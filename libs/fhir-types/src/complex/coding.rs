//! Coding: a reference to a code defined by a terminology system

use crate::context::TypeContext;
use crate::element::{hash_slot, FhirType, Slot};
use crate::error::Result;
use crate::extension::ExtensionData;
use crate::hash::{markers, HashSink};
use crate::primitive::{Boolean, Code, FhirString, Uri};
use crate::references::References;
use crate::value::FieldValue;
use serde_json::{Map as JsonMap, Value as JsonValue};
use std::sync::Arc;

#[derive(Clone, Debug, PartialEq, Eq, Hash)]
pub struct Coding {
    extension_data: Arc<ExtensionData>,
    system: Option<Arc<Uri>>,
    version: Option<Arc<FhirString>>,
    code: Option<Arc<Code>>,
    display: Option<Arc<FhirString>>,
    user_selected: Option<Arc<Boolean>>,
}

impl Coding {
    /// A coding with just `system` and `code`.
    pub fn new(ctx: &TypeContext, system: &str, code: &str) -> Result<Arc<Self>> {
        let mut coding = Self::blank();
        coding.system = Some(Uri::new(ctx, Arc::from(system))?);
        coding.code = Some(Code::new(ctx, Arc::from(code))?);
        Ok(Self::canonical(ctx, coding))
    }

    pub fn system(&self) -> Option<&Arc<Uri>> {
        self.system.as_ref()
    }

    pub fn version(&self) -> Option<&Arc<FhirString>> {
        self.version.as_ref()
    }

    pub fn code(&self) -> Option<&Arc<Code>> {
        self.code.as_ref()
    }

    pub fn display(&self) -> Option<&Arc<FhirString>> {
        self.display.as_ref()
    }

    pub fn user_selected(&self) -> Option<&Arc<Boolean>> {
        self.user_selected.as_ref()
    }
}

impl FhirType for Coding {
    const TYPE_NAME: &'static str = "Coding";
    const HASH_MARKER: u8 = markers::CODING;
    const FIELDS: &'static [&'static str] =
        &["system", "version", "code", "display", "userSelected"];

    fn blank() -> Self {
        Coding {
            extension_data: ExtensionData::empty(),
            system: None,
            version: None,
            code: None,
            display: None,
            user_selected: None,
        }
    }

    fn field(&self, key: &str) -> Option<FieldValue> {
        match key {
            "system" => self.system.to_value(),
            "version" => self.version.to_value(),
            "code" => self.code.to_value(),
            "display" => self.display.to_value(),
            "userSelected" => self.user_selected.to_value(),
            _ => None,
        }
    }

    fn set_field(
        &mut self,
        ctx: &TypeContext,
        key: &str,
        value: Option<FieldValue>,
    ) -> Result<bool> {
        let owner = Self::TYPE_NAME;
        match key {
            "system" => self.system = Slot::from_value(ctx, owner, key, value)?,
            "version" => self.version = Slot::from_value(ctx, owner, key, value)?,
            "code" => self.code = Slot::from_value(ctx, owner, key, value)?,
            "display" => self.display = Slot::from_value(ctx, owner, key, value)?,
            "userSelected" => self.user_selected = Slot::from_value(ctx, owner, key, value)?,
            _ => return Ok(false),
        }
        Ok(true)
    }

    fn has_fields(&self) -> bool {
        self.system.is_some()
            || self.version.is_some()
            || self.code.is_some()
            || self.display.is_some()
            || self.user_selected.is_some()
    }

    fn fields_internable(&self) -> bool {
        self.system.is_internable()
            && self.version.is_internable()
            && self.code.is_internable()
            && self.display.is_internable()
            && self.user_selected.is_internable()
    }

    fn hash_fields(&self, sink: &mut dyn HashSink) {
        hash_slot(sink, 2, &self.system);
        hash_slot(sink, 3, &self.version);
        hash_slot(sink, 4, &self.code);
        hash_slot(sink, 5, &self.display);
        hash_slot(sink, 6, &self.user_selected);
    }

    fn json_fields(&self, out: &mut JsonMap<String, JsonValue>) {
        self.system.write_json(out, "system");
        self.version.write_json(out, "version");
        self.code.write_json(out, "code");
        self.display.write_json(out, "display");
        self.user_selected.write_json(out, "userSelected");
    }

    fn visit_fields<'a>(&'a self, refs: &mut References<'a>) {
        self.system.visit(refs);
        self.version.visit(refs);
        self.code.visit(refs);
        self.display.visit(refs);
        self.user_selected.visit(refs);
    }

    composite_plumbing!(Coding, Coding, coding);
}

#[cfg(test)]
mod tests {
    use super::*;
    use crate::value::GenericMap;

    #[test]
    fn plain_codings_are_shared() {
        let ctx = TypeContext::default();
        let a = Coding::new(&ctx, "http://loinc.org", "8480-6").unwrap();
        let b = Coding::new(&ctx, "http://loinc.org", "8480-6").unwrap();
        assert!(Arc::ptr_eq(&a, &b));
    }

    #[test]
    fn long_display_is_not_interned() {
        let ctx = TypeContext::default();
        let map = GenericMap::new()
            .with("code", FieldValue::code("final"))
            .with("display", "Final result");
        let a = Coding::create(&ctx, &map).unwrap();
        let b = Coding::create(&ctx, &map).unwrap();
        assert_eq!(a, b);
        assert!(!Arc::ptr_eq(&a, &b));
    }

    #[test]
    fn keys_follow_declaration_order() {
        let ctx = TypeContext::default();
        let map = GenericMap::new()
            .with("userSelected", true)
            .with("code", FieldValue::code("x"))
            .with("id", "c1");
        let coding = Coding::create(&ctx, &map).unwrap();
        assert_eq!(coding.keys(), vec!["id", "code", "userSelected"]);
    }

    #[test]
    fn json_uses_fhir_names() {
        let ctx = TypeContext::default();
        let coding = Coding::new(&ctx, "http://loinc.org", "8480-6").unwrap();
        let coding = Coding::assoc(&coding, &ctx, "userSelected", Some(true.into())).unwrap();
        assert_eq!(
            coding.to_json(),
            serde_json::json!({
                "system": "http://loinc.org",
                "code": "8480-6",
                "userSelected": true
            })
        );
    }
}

● ● ● ● ● ● ●

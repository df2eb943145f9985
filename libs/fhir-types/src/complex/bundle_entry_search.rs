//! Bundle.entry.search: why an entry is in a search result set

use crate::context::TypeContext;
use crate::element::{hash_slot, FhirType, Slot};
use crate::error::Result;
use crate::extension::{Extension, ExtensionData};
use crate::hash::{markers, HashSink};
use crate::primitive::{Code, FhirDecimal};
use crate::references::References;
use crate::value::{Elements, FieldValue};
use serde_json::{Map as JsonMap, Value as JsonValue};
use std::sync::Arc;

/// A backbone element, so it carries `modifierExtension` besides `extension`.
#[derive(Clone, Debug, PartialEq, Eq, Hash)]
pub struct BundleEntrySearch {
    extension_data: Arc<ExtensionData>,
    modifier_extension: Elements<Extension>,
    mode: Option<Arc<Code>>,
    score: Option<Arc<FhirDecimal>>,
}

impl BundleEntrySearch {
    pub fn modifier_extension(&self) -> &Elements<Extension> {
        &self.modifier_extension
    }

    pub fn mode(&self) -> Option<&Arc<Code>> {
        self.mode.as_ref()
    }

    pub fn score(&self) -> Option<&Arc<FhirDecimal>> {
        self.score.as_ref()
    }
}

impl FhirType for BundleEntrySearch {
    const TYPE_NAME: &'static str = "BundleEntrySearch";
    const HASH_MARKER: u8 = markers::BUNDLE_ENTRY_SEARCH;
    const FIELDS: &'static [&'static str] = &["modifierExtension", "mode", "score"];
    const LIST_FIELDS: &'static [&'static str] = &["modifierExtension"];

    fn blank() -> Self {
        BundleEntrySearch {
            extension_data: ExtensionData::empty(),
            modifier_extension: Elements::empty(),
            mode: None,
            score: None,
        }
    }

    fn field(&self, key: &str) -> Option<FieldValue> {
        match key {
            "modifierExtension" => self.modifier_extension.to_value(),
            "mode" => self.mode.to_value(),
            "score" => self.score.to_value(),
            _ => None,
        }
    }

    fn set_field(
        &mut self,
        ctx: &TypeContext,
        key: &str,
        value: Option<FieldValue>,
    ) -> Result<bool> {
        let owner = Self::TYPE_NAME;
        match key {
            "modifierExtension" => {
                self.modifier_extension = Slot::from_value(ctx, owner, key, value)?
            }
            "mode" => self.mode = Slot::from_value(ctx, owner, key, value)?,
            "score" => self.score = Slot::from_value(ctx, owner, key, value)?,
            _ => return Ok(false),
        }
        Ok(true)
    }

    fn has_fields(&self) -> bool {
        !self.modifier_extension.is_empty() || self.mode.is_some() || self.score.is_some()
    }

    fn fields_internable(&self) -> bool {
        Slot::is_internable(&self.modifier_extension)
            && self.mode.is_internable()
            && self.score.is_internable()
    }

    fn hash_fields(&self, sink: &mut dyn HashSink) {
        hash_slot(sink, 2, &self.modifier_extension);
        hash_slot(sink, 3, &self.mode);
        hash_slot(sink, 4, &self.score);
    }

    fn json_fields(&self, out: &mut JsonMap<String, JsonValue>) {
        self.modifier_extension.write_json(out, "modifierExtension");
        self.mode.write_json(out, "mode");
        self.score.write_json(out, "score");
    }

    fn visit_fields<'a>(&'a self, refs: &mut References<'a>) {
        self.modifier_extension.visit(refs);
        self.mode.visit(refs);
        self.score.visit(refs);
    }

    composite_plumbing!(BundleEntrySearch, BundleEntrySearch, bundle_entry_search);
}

● ● ● ● ● ● ●

For this exercise, return every line from the data that holds the string "create".

        let a = Coding::create(&ctx, &map).unwrap();
        let b = Coding::create(&ctx, &map).unwrap();
        let coding = Coding::create(&ctx, &map).unwrap();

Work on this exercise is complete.